# What to do
Your task is to retype every entry exactly, omitting nothing.

# Extracted data
........

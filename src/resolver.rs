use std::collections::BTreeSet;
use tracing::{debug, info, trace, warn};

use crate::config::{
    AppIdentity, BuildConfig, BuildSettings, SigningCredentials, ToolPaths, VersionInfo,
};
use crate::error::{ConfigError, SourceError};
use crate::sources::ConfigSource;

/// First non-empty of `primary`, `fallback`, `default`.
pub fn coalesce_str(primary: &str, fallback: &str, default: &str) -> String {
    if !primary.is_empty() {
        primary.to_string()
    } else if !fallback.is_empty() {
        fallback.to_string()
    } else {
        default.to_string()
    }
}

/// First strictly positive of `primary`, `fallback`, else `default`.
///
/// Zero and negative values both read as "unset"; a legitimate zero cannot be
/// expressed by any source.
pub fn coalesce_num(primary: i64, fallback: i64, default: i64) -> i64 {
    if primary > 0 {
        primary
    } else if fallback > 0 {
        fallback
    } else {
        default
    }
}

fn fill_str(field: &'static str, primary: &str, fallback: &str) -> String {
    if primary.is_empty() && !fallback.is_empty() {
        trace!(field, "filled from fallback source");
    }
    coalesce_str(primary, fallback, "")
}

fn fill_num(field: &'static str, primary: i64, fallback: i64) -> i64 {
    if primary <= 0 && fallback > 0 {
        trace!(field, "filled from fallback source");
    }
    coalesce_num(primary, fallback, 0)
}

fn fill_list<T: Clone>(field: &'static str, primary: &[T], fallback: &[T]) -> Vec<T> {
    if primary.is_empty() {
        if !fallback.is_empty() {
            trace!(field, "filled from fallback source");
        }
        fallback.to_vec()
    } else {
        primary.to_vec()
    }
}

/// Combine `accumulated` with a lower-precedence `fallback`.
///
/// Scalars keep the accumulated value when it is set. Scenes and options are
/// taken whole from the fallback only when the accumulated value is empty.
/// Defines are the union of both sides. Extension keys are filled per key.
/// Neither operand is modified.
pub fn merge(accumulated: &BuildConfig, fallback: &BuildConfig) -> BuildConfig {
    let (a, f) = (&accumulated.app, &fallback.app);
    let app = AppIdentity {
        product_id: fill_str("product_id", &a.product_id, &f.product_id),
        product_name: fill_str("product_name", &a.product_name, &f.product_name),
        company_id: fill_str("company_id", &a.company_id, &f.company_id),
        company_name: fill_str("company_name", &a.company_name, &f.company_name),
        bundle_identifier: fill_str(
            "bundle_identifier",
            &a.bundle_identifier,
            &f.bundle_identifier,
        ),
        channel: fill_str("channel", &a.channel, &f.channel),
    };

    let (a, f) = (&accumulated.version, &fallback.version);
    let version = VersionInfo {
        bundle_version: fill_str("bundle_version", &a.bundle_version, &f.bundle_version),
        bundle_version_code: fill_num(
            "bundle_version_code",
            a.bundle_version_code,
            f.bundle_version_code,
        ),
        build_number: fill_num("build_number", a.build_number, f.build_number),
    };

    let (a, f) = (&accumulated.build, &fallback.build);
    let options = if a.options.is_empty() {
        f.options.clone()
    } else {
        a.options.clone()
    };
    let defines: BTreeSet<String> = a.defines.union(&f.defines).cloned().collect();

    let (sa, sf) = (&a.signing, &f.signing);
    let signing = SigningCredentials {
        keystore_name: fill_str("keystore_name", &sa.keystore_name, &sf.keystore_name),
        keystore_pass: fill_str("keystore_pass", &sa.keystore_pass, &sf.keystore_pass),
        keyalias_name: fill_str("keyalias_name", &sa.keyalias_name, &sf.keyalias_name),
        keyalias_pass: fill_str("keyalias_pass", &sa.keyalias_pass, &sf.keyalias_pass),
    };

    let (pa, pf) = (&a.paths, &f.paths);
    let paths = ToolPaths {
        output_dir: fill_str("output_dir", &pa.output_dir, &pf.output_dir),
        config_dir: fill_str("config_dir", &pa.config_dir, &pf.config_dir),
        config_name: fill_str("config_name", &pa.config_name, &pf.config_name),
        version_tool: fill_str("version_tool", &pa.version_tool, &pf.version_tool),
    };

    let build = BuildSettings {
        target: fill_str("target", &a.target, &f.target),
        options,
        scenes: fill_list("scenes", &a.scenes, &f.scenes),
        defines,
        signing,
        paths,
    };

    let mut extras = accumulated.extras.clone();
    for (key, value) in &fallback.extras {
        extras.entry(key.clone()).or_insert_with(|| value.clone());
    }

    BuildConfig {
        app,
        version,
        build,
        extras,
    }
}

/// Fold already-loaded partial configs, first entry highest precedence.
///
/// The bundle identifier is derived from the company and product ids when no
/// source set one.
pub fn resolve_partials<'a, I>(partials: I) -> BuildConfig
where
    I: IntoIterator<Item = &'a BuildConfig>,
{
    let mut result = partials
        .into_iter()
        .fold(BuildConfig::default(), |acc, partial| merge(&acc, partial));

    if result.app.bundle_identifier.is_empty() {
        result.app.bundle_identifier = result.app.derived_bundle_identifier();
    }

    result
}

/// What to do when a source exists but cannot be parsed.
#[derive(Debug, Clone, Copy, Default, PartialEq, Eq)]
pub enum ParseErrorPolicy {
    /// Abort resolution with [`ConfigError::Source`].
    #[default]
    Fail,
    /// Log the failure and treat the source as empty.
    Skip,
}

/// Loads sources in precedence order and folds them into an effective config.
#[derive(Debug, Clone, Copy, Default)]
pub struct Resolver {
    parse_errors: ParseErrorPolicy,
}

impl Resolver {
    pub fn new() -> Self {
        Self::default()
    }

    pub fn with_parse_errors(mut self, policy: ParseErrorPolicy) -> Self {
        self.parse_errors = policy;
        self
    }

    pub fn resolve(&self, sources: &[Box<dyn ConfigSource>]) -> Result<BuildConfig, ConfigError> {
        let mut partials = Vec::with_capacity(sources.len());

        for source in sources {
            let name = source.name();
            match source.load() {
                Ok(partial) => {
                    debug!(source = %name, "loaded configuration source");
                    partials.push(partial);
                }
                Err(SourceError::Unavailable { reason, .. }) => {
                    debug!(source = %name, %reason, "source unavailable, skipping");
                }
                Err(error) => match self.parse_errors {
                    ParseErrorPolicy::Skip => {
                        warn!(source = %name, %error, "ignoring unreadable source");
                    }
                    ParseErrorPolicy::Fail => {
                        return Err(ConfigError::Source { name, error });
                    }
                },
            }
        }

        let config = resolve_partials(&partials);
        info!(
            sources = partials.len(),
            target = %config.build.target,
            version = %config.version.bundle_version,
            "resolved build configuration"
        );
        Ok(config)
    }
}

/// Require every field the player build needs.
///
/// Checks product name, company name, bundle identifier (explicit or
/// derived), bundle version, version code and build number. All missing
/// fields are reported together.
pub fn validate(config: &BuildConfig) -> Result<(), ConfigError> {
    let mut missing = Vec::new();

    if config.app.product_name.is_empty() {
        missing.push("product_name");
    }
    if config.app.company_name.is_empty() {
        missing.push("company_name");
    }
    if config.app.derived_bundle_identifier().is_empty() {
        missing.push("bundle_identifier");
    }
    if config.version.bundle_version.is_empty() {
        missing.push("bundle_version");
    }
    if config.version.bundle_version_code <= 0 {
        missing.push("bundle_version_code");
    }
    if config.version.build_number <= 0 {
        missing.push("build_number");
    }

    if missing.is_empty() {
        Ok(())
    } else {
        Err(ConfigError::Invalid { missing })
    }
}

........

# Task result
filename src/resolver.rs
use std::collections::BTreeSet;
use tracing::{debug, info, trace, warn};

use crate::config::{
    AppIdentity, BuildConfig, BuildSettings, SigningCredentials, ToolPaths, VersionInfo,
};
use crate::error::{ConfigError, SourceError};
use crate::sources::ConfigSource;

/// First non-empty of `primary`, `fallback`, `default`.
pub fn coalesce_str(primary: &str, fallback: &str, default: &str) -> String {
    if !primary.is_empty() {
        primary.to_string()
    } else if !fallback.is_empty() {
        fallback.to_string()
    } else {
        default.to_string()
    }
}

/// First strictly positive of `primary`, `fallback`, else `default`.
///
/// Zero and negative values both read as "unset"; a legitimate zero cannot be
/// expressed by any source.
pub fn coalesce_num(primary: i64, fallback: i64, default: i64) -> i64 {
    if primary > 0 {
        primary
    } else if fallback > 0 {
        fallback
    } else {
        default
    }
}

fn fill_str(field: &'static str, primary: &str, fallback: &str) -> String {
    if primary.is_empty() && !fallback.is_empty() {
        trace!(field, "filled from fallback source");
    }
    coalesce_str(primary, fallback, "")
}

fn fill_num(field: &'static str, primary: i64, fallback: i64) -> i64 {
    if primary <= 0 && fallback > 0 {
        trace!(field, "filled from fallback source");
    }
    coalesce_num(primary, fallback, 0)
}

fn fill_list<T: Clone>(field: &'static str, primary: &[T], fallback: &[T]) -> Vec<T> {
    if primary.is_empty() {
        if !fallback.is_empty() {
            trace!(field, "filled from fallback source");
        }
        fallback.to_vec()
    } else {
        primary.to_vec()
    }
}

/// Combine `accumulated` with a lower-precedence `fallback`.
///
/// Scalars keep the accumulated value when it is set. Scenes and options are
/// taken whole from the fallback only when the accumulated value is empty.
/// Defines are the union of both sides. Extension keys are filled per key.
/// Neither operand is modified.
pub fn merge(accumulated: &BuildConfig, fallback: &BuildConfig) -> BuildConfig {
    let (a, f) = (&accumulated.app, &fallback.app);
    let app = AppIdentity {
        product_id: fill_str("product_id", &a.product_id, &f.product_id),
        product_name: fill_str("product_name", &a.product_name, &f.product_name),
        company_id: fill_str("company_id", &a.company_id, &f.company_id),
        company_name: fill_str("company_name", &a.company_name, &f.company_name),
        bundle_identifier: fill_str(
            "bundle_identifier",
            &a.bundle_identifier,
            &f.bundle_identifier,
        ),
        channel: fill_str("channel", &a.channel, &f.channel),
    };

    let (a, f) = (&accumulated.version, &fallback.version);
    let version = VersionInfo {
        bundle_version: fill_str("bundle_version", &a.bundle_version, &f.bundle_version),
        bundle_version_code: fill_num(
            "bundle_version_code",
            a.bundle_version_code,
            f.bundle_version_code,
        ),
        build_number: fill_num("build_number", a.build_number, f.build_number),
    };

    let (a, f) = (&accumulated.build, &fallback.build);
    let options = if a.options.is_empty() {
        f.options.clone()
    } else {
        a.options.clone()
    };
    let defines: BTreeSet<String> = a.defines.union(&f.defines).cloned().collect();

    let (sa, sf) = (&a.signing, &f.signing);
    let signing = SigningCredentials {
        keystore_name: fill_str("keystore_name", &sa.keystore_name, &sf.keystore_name),
        keystore_pass: fill_str("keystore_pass", &sa.keystore_pass, &sf.keystore_pass),
        keyalias_name: fill_str("keyalias_name", &sa.keyalias_name, &sf.keyalias_name),
        keyalias_pass: fill_str("keyalias_pass", &sa.keyalias_pass, &sf.keyalias_pass),
    };

    let (pa, pf) = (&a.paths, &f.paths);
    let paths = ToolPaths {
        output_dir: fill_str("output_dir", &pa.output_dir, &pf.output_dir),
        config_dir: fill_str("config_dir", &pa.config_dir, &pf.config_dir),
        config_name: fill_str("config_name", &pa.config_name, &pf.config_name),
        version_tool: fill_str("version_tool", &pa.version_tool, &pf.version_tool),
    };

    let build = BuildSettings {
        target: fill_str("target", &a.target, &f.target),
        options,
        scenes: fill_list("scenes", &a.scenes, &f.scenes),
        defines,
        signing,
        paths,
    };

    let mut extras = accumulated.extras.clone();
    for (key, value) in &fallback.extras {
        extras.entry(key.clone()).or_insert_with(|| value.clone());
    }

    BuildConfig {
        app,
        version,
        build,
        extras,
    }
}

/// Fold already-loaded partial configs, first entry highest precedence.
///
/// The bundle identifier is derived from the company and product ids when no
/// source set one.
pub fn resolve_partials<'a, I>(partials: I) -> BuildConfig
where
    I: IntoIterator<Item = &'a BuildConfig>,
{
    let mut result = partials
        .into_iter()
        .fold(BuildConfig::default(), |acc, partial| merge(&acc, partial));

    if result.app.bundle_identifier.is_empty() {
        result.app.bundle_identifier = result.app.derived_bundle_identifier();
    }

    result
}

/// What to do when a source exists but cannot be parsed.
#[derive(Debug, Clone, Copy, Default, PartialEq, Eq)]
pub enum ParseErrorPolicy {
    /// Abort resolution with [`ConfigError::Source`].
    #[default]
    Fail,
    /// Log the failure and treat the source as empty.
    Skip,
}

/// Loads sources in precedence order and folds them into an effective config.
#[derive(Debug, Clone, Copy, Default)]
pub struct Resolver {
    parse_errors: ParseErrorPolicy,
}

impl Resolver {
    pub fn new() -> Self {
        Self::default()
    }

    pub fn with_parse_errors(mut self, policy: ParseErrorPolicy) -> Self {
        self.parse_errors = policy;
        self
    }

    pub fn resolve(&self, sources: &[Box<dyn ConfigSource>]) -> Result<BuildConfig, ConfigError> {
        let mut partials = Vec::with_capacity(sources.len());

        for source in sources {
            let name = source.name();
            match source.load() {
                Ok(partial) => {
                    debug!(source = %name, "loaded configuration source");
                    partials.push(partial);
                }
                Err(SourceError::Unavailable { reason, .. }) => {
                    debug!(source = %name, %reason, "source unavailable, skipping");
                }
                Err(error) => match self.parse_errors {
                    ParseErrorPolicy::Skip => {
                        warn!(source = %name, %error, "ignoring unreadable source");
                    }
                    ParseErrorPolicy::Fail => {
                        return Err(ConfigError::Source { name, error });
                    }
                },
            }
        }

        let config = resolve_partials(&partials);
        info!(
            sources = partials.len(),
            target = %config.build.target,
            version = %config.version.bundle_version,
            "resolved build configuration"
        );
        Ok(config)
    }
}

/// Require every field the player build needs.
///
/// Checks product name, company name, bundle identifier (explicit or
/// derived), bundle version, version code and build number. All missing
/// fields are reported together.
pub fn validate(config: &BuildConfig) -> Result<(), ConfigError> {
    let mut missing = Vec::new();

    if config.app.product_name.is_empty() {
        missing.push("product_name");
    }
    if config.app.company_name.is_empty() {
        missing.push("company_name");
    }
    if config.app.derived_bundle_identifier().is_empty() {
        missing.push("bundle_identifier");
    }
    if config.version.bundle_version.is_empty() {
        missing.push("bundle_version");
    }
    if config.version.bundle_version_code <= 0 {
        missing.push("bundle_version_code");
    }
    if config.version.build_number <= 0 {
        missing.push("build_number");
    }

    if missing.is_empty() {
        Ok(())
    } else {
        Err(ConfigError::Invalid { missing })
    }
}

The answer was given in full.